### EXTRACTED ENTRIES

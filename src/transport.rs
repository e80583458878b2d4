//! Transport seam
//!
//! The session never speaks a wire protocol itself. It hands a typed
//! [`Request`] plus the [`RequestContext`] to a [`Transport`] and gets back the
//! decoded body and context fragment. [`ReplayTransport`] serves scripted
//! responses, for tests and for replaying captured sessions.

use std::collections::VecDeque;
use std::future::Future;
use std::path::Path;
use std::sync::{Mutex, PoisonError};
use std::time::Duration;

use serde::{Deserialize, Serialize};
use serde_json::Value;
use tracing::debug;

use crate::context::ResponseContext;
use crate::errors::{MirrorError, MirrorResult, TransportError};
use crate::pagination::SearchParams;
use crate::sync::SessionMode;

/// Per-request session header
#[derive(Debug, Clone, PartialEq, Eq, Serialize)]
pub struct RequestContext {
    /// Own account id, if known
    pub account_id: Option<String>,
    /// Highest notification sequence already applied
    pub notify_seq: u64,
    /// Ask the server for a full refresh payload
    pub refresh: bool,
    pub session: SessionMode,
}

/// Parameters that decide what a message fetch returns
#[derive(Debug, Clone, Default, PartialEq, Eq, Hash, Serialize)]
pub struct MessageParams {
    pub raw: bool,
    pub want_html: bool,
    pub part: Option<String>,
    pub max_inline_length: Option<usize>,
    pub headers: Vec<String>,
}

#[derive(Debug, Clone, PartialEq, Eq, Serialize)]
pub struct MessageFetch {
    pub id: String,
    pub params: MessageParams,
    /// Mark the message read as part of the fetch
    pub mark_read: bool,
}

impl MessageFetch {
    pub fn new(id: impl Into<String>) -> Self {
        Self {
            id: id.into(),
            params: MessageParams::default(),
            mark_read: false,
        }
    }
}

#[derive(Debug, Clone, Default, PartialEq, Eq, Hash, Serialize)]
pub struct ContactParams {
    /// Resolve group member references
    pub deref_members: bool,
    /// Restrict returned attributes
    pub attrs: Vec<String>,
}

#[derive(Debug, Clone, PartialEq, Eq, Serialize)]
pub struct ContactFetch {
    pub id: String,
    pub params: ContactParams,
}

impl ContactFetch {
    pub fn new(id: impl Into<String>) -> Self {
        Self {
            id: id.into(),
            params: ContactParams::default(),
        }
    }
}

/// Operation sent through the transport
#[derive(Debug, Clone, PartialEq)]
pub enum Request {
    NoOp,
    GetFolder,
    GetTags,
    GetMessage(MessageFetch),
    GetContact(ContactFetch),
    Search(SearchParams),
    GetMiniCal {
        start: i64,
        end: i64,
        folder_ids: Vec<String>,
    },
    /// Item action such as `read` or `flag` on messages
    MessageAction { op: String, ids: Vec<String> },
    /// Any other request, passed through untouched
    Custom { name: String, body: Value },
}

impl Request {
    pub fn name(&self) -> &str {
        match self {
            Self::NoOp => "NoOp",
            Self::GetFolder => "GetFolder",
            Self::GetTags => "GetTag",
            Self::GetMessage(_) => "GetMsg",
            Self::GetContact(_) => "GetContacts",
            Self::Search(_) => "Search",
            Self::GetMiniCal { .. } => "GetMiniCal",
            Self::MessageAction { .. } => "MsgAction",
            Self::Custom { name, .. } => name,
        }
    }
}

/// Decoded response: body plus optional context fragment
#[derive(Debug, Clone, Default, PartialEq, Serialize, Deserialize)]
pub struct Response {
    #[serde(default)]
    pub body: Value,
    #[serde(default, skip_serializing_if = "Option::is_none")]
    pub context: Option<ResponseContext>,
}

impl Response {
    pub fn new(body: Value) -> Self {
        Self {
            body,
            context: None,
        }
    }

    pub fn with_context(mut self, context: ResponseContext) -> Self {
        self.context = Some(context);
        self
    }
}

/// Remote call collaborator
pub trait Transport: Send + Sync {
    fn invoke(
        &self,
        ctx: RequestContext,
        request: Request,
    ) -> impl Future<Output = Result<Response, TransportError>> + Send;
}

/// One call seen by a [`ReplayTransport`]
#[derive(Debug, Clone, PartialEq)]
pub struct RecordedCall {
    pub context: RequestContext,
    pub request: Request,
}

/// Transport answering from a script of canned replies
///
/// Every call is recorded. Once the script runs dry, calls get an empty
/// body without context.
#[derive(Debug, Default)]
pub struct ReplayTransport {
    script: Mutex<VecDeque<Result<Response, TransportError>>>,
    calls: Mutex<Vec<RecordedCall>>,
    delay: Option<Duration>,
}

impl ReplayTransport {
    pub fn new() -> Self {
        Self::default()
    }

    /// Replies loaded from a JSON array of `{ "body": ..., "context": ... }`
    ///
    /// # Errors
    ///
    /// Returns `InvalidInput` if the file cannot be read and `Malformed` if
    /// it is not a list of responses.
    pub fn from_file(path: &Path) -> MirrorResult<Self> {
        let raw = std::fs::read_to_string(path).map_err(|e| {
            MirrorError::invalid(format!("cannot read {}: {e}", path.display()))
        })?;
        let replies: Vec<Response> = serde_json::from_str(&raw)
            .map_err(|e| MirrorError::malformed(format!("{}: {e}", path.display())))?;
        let transport = Self::new();
        for reply in replies {
            transport.push(reply);
        }
        Ok(transport)
    }

    /// Hold every call for `delay` before answering
    pub fn with_delay(mut self, delay: Duration) -> Self {
        self.delay = Some(delay);
        self
    }

    pub fn push(&self, response: Response) {
        self.script
            .lock()
            .unwrap_or_else(PoisonError::into_inner)
            .push_back(Ok(response));
    }

    pub fn push_error(&self, error: TransportError) {
        self.script
            .lock()
            .unwrap_or_else(PoisonError::into_inner)
            .push_back(Err(error));
    }

    pub fn calls(&self) -> Vec<RecordedCall> {
        self.calls
            .lock()
            .unwrap_or_else(PoisonError::into_inner)
            .clone()
    }

    /// Names of the requests seen so far
    pub fn request_names(&self) -> Vec<String> {
        self.calls()
            .iter()
            .map(|c| c.request.name().to_owned())
            .collect()
    }

    pub fn remaining(&self) -> usize {
        self.script
            .lock()
            .unwrap_or_else(PoisonError::into_inner)
            .len()
    }
}

impl Transport for ReplayTransport {
    async fn invoke(&self, ctx: RequestContext, request: Request) -> Result<Response, TransportError> {
        debug!(request = request.name(), notify_seq = ctx.notify_seq, refresh = ctx.refresh, "replaying request");
        self.calls
            .lock()
            .unwrap_or_else(PoisonError::into_inner)
            .push(RecordedCall {
                context: ctx,
                request,
            });
        if let Some(delay) = self.delay {
            tokio::time::sleep(delay).await;
        }
        let reply = self
            .script
            .lock()
            .unwrap_or_else(PoisonError::into_inner)
            .pop_front();
        reply.unwrap_or_else(|| Ok(Response::new(Value::Object(Default::default()))))
    }
}

#[cfg(test)]
mod tests {
    use serde_json::json;

    use super::{ReplayTransport, Request, RequestContext, Response, Transport};
    use crate::errors::TransportError;
    use crate::sync::SessionMode;

    fn ctx() -> RequestContext {
        RequestContext {
            account_id: None,
            notify_seq: 3,
            refresh: false,
            session: SessionMode::Full,
        }
    }

    #[tokio::test]
    async fn replays_in_order_and_records_calls() {
        let transport = ReplayTransport::new();
        transport.push(Response::new(json!({"a": 1})));
        transport.push_error(TransportError::Io("reset".to_owned()));

        let first = transport.invoke(ctx(), Request::NoOp).await.expect("scripted ok");
        assert_eq!(first.body, json!({"a": 1}));
        let second = transport.invoke(ctx(), Request::GetFolder).await;
        assert_eq!(second, Err(TransportError::Io("reset".to_owned())));
        let dry = transport.invoke(ctx(), Request::GetTags).await.expect("empty reply");
        assert!(dry.context.is_none());

        assert_eq!(transport.request_names(), ["NoOp", "GetFolder", "GetTag"]);
        assert_eq!(transport.calls()[0].context.notify_seq, 3);
        assert_eq!(transport.remaining(), 0);
    }

    #[test]
    fn responses_parse_from_capture_format() {
        let replies: Vec<Response> = serde_json::from_value(json!([
            {"body": {}, "context": {"change": {"token": 9}}},
            {"body": {"m": {"id": "77"}}}
        ]))
        .expect("capture parses");
        assert_eq!(replies.len(), 2);
        assert_eq!(
            replies[0].context.as_ref().and_then(|c| c.change.as_ref()).map(|c| c.token),
            Some(9)
        );
    }
}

######

TASK TO COMPLETE
All lines containing "Duration" in the material above should appear in your reply, copied exactly.

TASK ANSWER
use std::time::Duration;
    delay: Option<Duration>,
    pub fn with_delay(mut self, delay: Duration) -> Self {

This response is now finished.